In Chapter 4, applications of Transformer methods for document and query expansion are discussed. This is a topic that gets less attention in the literature than Transformer-based rankers, but it is important to address because it can be a very effective and, importantly, efficient strategy. Moreover, it gives interesting insights in what aspects of document content are the most important in relevance ranking. Especially the discussion of doc2query-T5 is insightful in this respect. The later sections of Chapter 4 are again very detailed and report experimental results from a number of papers; I would personally prefer to read more intuitions, and see examples and visual explanations of some of the most important methods instead.

Chapter 5 addresses representation learning for ranking, and in Section 5.1 the authors clearly put this task in the context of other NLP tasks, with a very relevant conclusion: A wide range of tasks can be represented as a concatenation of two texts and then fed into a BERT model, and this appears to be a successful paradigm in many contexts. In the words of the authors:

When faced with these myriad tasks, a natural question would be: Do these distinctions matter? With BERT, the answer is, likely not. (p. 201)

Section 5.2 relates text ranking with dense vectors to nearest neighbor search; indicating how efficient this approach is at query time because the documents are encoded at index time. After some history in Section 5.3, Section 5.4 provides a good explanation of bi-encoder architectures for retrieval (starting with SentenceBERT). Personally, I think the distinction between cross-encoders and bi-encoders could have been explained earlier in the book. Although cross-encoders reach higher retrieval effectiveness, bi-encoders are much more efficient at inference time and therefore too important to be described this late in the book. ColBERT, explained clearly in 5.5.2, is a key example of a model that has the efficiency of bi-encoders but approaches the effectiveness of cross-encoders.

Chapter 6 makes explicit that some related (potentially relevant) topics were omitted from the book on purpose, in particular, question answering, summarization, and conversational (interactive) search. Then it extensively goes into open research questions, which I interpret as an invitation and encouragement to the community for topics to dive into. One topic that I think should have received more attention is the application of Transformer models in domains other than the general domain, in particular, legal and medical. For these domains, more ranking benchmarks have become available in recent years. We have seen that for some of those benchmarks—especially in query-by-document retrieval like case law retrieval or prior art retrieval, it is challenging to beat the lexical retrieval baseline (BM25), because there is less training data than in the common benchmarks, and queries and documents are much longer.

A challenge with writing a textbook about recent research topics is that it becomes outdated the moment it is published.

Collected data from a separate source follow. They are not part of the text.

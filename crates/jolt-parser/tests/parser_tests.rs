use jolt_common::logger::Log;
use jolt_common::options::LoaderKind;
use jolt_common::refs::SourceIndex;
use jolt_parser::ast::*;
use jolt_parser::parts::{Ast, ImportKind};
use jolt_parser::symbols::SymbolKind;
use jolt_parser::{ParseOptions, parse};

fn parse_with(source: &str, loader: LoaderKind) -> (Ast, Log) {
    let log = Log::default();
    let options = ParseOptions {
        loader,
        ..ParseOptions::default()
    };
    let ast = parse(source, "/test.js", SourceIndex(1), options, &log);
    (ast, log)
}

fn parse_js(source: &str) -> Ast {
    let (ast, log) = parse_with(source, LoaderKind::Js);
    let diagnostics = log.take();
    assert!(
        diagnostics.is_empty(),
        "unexpected diagnostics: {diagnostics:?}"
    );
    ast
}

/// Part 0 is reserved; real statements start at part 1.
fn stmt_of<'a>(ast: &'a Ast, part: usize) -> &'a SData {
    &ast.parts[part].stmts[0].data
}

#[test]
fn part_zero_is_reserved_for_export_getters() {
    let ast = parse_js("let x = 1;");
    assert!(ast.parts[0].stmts.is_empty());
    assert_eq!(ast.parts.len(), 2);
}

#[test]
fn each_top_level_statement_is_its_own_part() {
    let ast = parse_js("let a = 1; let b = 2; console.log(a + b);");
    // reserved + three statements
    assert_eq!(ast.parts.len(), 4);
    assert!(ast.parts[1].can_be_removed_if_unused);
    assert!(ast.parts[2].can_be_removed_if_unused);
    // A call has side effects
    assert!(!ast.parts[3].can_be_removed_if_unused);
}

#[test]
fn identifier_references_resolve_to_declarations() {
    let ast = parse_js("let value = 1; use(value);");
    let declared = ast.parts[1].declared_symbols[0];
    // The call part uses the declared symbol
    assert!(ast.parts[2].symbol_uses.contains_key(&declared));
}

#[test]
fn unbound_identifiers_get_unbound_symbols() {
    let ast = parse_js("console.log(1);");
    let uses = &ast.parts[1].symbol_uses;
    assert_eq!(uses.len(), 1);
    let (&reference, _) = uses.iter().next().unwrap();
    let symbol = &ast.symbols[reference.inner.idx()];
    assert_eq!(symbol.kind, SymbolKind::Unbound);
    assert_eq!(symbol.original_name, "console");
    assert!(symbol.must_not_be_renamed);
}

#[test]
fn var_hoists_out_of_blocks() {
    let ast = parse_js("{ var hoisted = 1; } hoisted;");
    // The use in the second part resolves to the declaration
    let declared = ast.parts[1].declared_symbols[0];
    assert!(ast.parts[2].symbol_uses.contains_key(&declared));
}

#[test]
fn let_does_not_escape_blocks() {
    let ast = parse_js("{ let scoped = 1; } scoped;");
    // The second statement's `scoped` must be a different, unbound symbol
    let (&reference, _) = ast.parts[2].symbol_uses.iter().next().unwrap();
    assert_eq!(ast.symbols[reference.inner.idx()].kind, SymbolKind::Unbound);
}

#[test]
fn duplicate_let_is_an_error() {
    let (_ast, log) = parse_with("let x = 1; let x = 2;", LoaderKind::Js);
    assert!(log.has_errors());
}

#[test]
fn var_redeclaration_is_allowed() {
    let ast = parse_js("var x = 1; var x = 2;");
    let first = ast.parts[1].declared_symbols[0];
    let second = ast.parts[2].declared_symbols[0];
    // Both declarations share one symbol through the link chain
    let resolved = if ast.symbols[second.inner.idx()].link.is_some() {
        ast.symbols[second.inner.idx()].link
    } else {
        second
    };
    assert_eq!(first, resolved);
}

#[test]
fn var_in_catch_body_merges_with_catch_binding() {
    let ast = parse_js("try {} catch (err) { var err; } ");
    // No duplicate-declaration error, and the inner var linked up
    let linked = ast
        .symbols
        .iter()
        .filter(|symbol| symbol.original_name == "err" && symbol.link.is_some())
        .count();
    assert_eq!(linked, 1);
}

#[test]
fn import_statement_creates_record_and_bindings() {
    let ast = parse_js("import {fn as local, other} from './foo';");
    assert_eq!(ast.import_records.len(), 1);
    assert_eq!(ast.import_records[0].specifier, "./foo");
    assert_eq!(ast.import_records[0].kind, ImportKind::Stmt);

    let aliases: Vec<&str> = ast
        .named_imports
        .values()
        .map(|import| import.alias.as_str())
        .collect();
    assert!(aliases.contains(&"fn"));
    assert!(aliases.contains(&"other"));
}

#[test]
fn import_bindings_have_import_kind() {
    let ast = parse_js("import def from './foo'; def();");
    let (&reference, _) = ast
        .named_imports
        .iter()
        .find(|(_, import)| import.alias == "default")
        .unwrap();
    assert_eq!(ast.symbols[reference.inner.idx()].kind, SymbolKind::Import);
}

#[test]
fn exports_are_collected() {
    let ast = parse_js(
        "export const a = 1; export function b() {} export default 3; export {a as c};",
    );
    let names: Vec<&str> = ast.named_exports.keys().map(String::as_str).collect();
    assert!(names.contains(&"a"));
    assert!(names.contains(&"b"));
    assert!(names.contains(&"default"));
    assert!(names.contains(&"c"));
}

#[test]
fn export_star_records_are_tracked() {
    let ast = parse_js("export * from './other';");
    assert_eq!(ast.export_star_records.len(), 1);
    let record = &ast.import_records[ast.export_star_records[0] as usize];
    assert!(record.is_export_star);
}

#[test]
fn require_calls_become_dependency_edges() {
    let ast = parse_js("const fs = require('./util');");
    assert_eq!(ast.import_records.len(), 1);
    assert_eq!(ast.import_records[0].kind, ImportKind::Require);
    let SData::Local(local) = stmt_of(&ast, 1) else {
        panic!("expected a declaration");
    };
    let value = local.decls[0].value.as_ref().unwrap();
    assert!(matches!(value.data, EData::RequireCall(_)));
}

#[test]
fn dynamic_import_creates_record() {
    let ast = parse_js("import('./lazy');");
    assert_eq!(ast.import_records.len(), 1);
    assert_eq!(ast.import_records[0].kind, ImportKind::Dynamic);
}

#[test]
fn commonjs_markers_are_detected() {
    let ast = parse_js("exports.x = 1;");
    assert!(ast.uses_exports_ref);
    let ast = parse_js("module.exports = {};");
    assert!(ast.uses_module_ref);
    let ast = parse_js("let x = 1;");
    assert!(!ast.uses_exports_ref);
    assert!(!ast.uses_module_ref);
}

#[test]
fn top_level_return_is_flagged() {
    let ast = parse_js("return;");
    assert!(ast.has_top_level_return);
}

#[test]
fn esm_syntax_is_flagged() {
    let ast = parse_js("export {};");
    assert!(ast.has_es_module_syntax);
    let ast = parse_js("let x = 1;");
    assert!(!ast.has_es_module_syntax);
}

#[test]
fn asi_return_warns() {
    let (_ast, log) = parse_with("function f() { return\n1; }", LoaderKind::Js);
    let warnings = log.take();
    assert!(warnings.iter().any(|d| d.text.contains("not returned")));
}

#[test]
fn arrow_and_paren_disambiguation() {
    // All of these must parse without errors
    for source in [
        "let f = (a, b) => a + b;",
        "let x = (1 + 2) * 3;",
        "let g = (a = 1, {b, c} = {}) => a + b + c;",
        "let h = () => ({});",
        "let i = async (x) => x;",
        "let call = async(1);",
        "let j = x => x * 2;",
        "let pair = (first(), second());",
    ] {
        parse_js(source);
    }
}

#[test]
fn labels_resolve_to_label_symbols() {
    let ast = parse_js("outer: for (;;) { break outer; }");
    let label = ast
        .symbols
        .iter()
        .find(|symbol| symbol.kind == SymbolKind::Label)
        .expect("label symbol");
    assert_eq!(label.original_name, "outer");
    assert!(label.use_count_estimate >= 1);
}

#[test]
fn unknown_label_is_an_error() {
    let (_ast, log) = parse_with("for (;;) { break missing; }", LoaderKind::Js);
    assert!(log.has_errors());
}

#[test]
fn syntax_error_recovery_reports_multiple_errors() {
    let (_ast, log) = parse_with("let x = ;\nconst y = ;", LoaderKind::Js);
    let errors = log.take();
    assert!(errors.len() >= 2, "expected two errors, got {errors:?}");
}

#[test]
fn strict_mode_rejects_legacy_octals() {
    let (_ast, log) = parse_with("'use strict'; let x = 0123;", LoaderKind::Js);
    assert!(log.has_errors());
}

#[test]
fn esm_is_strict_for_late_octals() {
    let (_ast, log) = parse_with("let x = 0123; export {};", LoaderKind::Js);
    assert!(log.has_errors());
}

#[test]
fn sloppy_mode_accepts_legacy_octals() {
    let (_ast, log) = parse_with("let x = 0123;", LoaderKind::Js);
    assert!(!log.has_errors());
}

#[test]
fn char_freq_counts_source_characters() {
    let ast = parse_js("zzz + zzz;");
    let alphabet = ast.char_freq.compile();
    assert_eq!(alphabet.head[0], b'z');
}

#[test]
fn classes_parse_with_members() {
    let ast = parse_js(
        "class Widget extends Base {
            static count = 0;
            #secret = 1;
            constructor(x) { super(x); }
            get value() { return this.#secret; }
            static {}
        }",
    );
    let SData::Class(class) = stmt_of(&ast, 1) else {
        panic!("expected a class");
    };
    assert!(class.class.extends.is_some());
    assert!(class.class.members.len() >= 4);
    // The private field got a private-name symbol
    assert!(
        ast.symbols
            .iter()
            .any(|symbol| symbol.kind == SymbolKind::PrivateField)
    );
}

#[test]
fn generators_and_async_parse() {
    parse_js("async function a() { await b(); } function* g() { yield 1; yield* h(); }");
}

#[test]
fn for_variants_parse() {
    parse_js(
        "for (let i = 0; i < 10; i++) {}
         for (const key in object) {}
         for (const item of list) {}
         for await (const chunk of stream()) {}",
    );
}

#[test]
fn optional_chain_positions_are_recorded() {
    let ast = parse_js("a?.b.c;");
    let SData::Expr(expr) = stmt_of(&ast, 1) else {
        panic!("expected an expression");
    };
    // Outermost link is the `.c` continuation
    let EData::Dot(dot) = &expr.data else {
        panic!("expected a dot");
    };
    assert_eq!(dot.optional_chain, OptionalChain::Continue);
    let EData::Dot(inner) = &dot.target.data else {
        panic!("expected an inner dot");
    };
    assert_eq!(inner.optional_chain, OptionalChain::Start);
}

I hope the authors will publish regular updates as science progresses. Overall, I think this book is a valuable resource that I have already recommended to my Ph.D. students, and that definitely provides me with materials for my master’s courses. It is also relevant for NLP researchers dealing with text ranking problems—basically any task in which information relevance plays a role. This textbook could be the ideal cross-over from IR knowledge to the NLP field, using our common friend BERT as the bridge.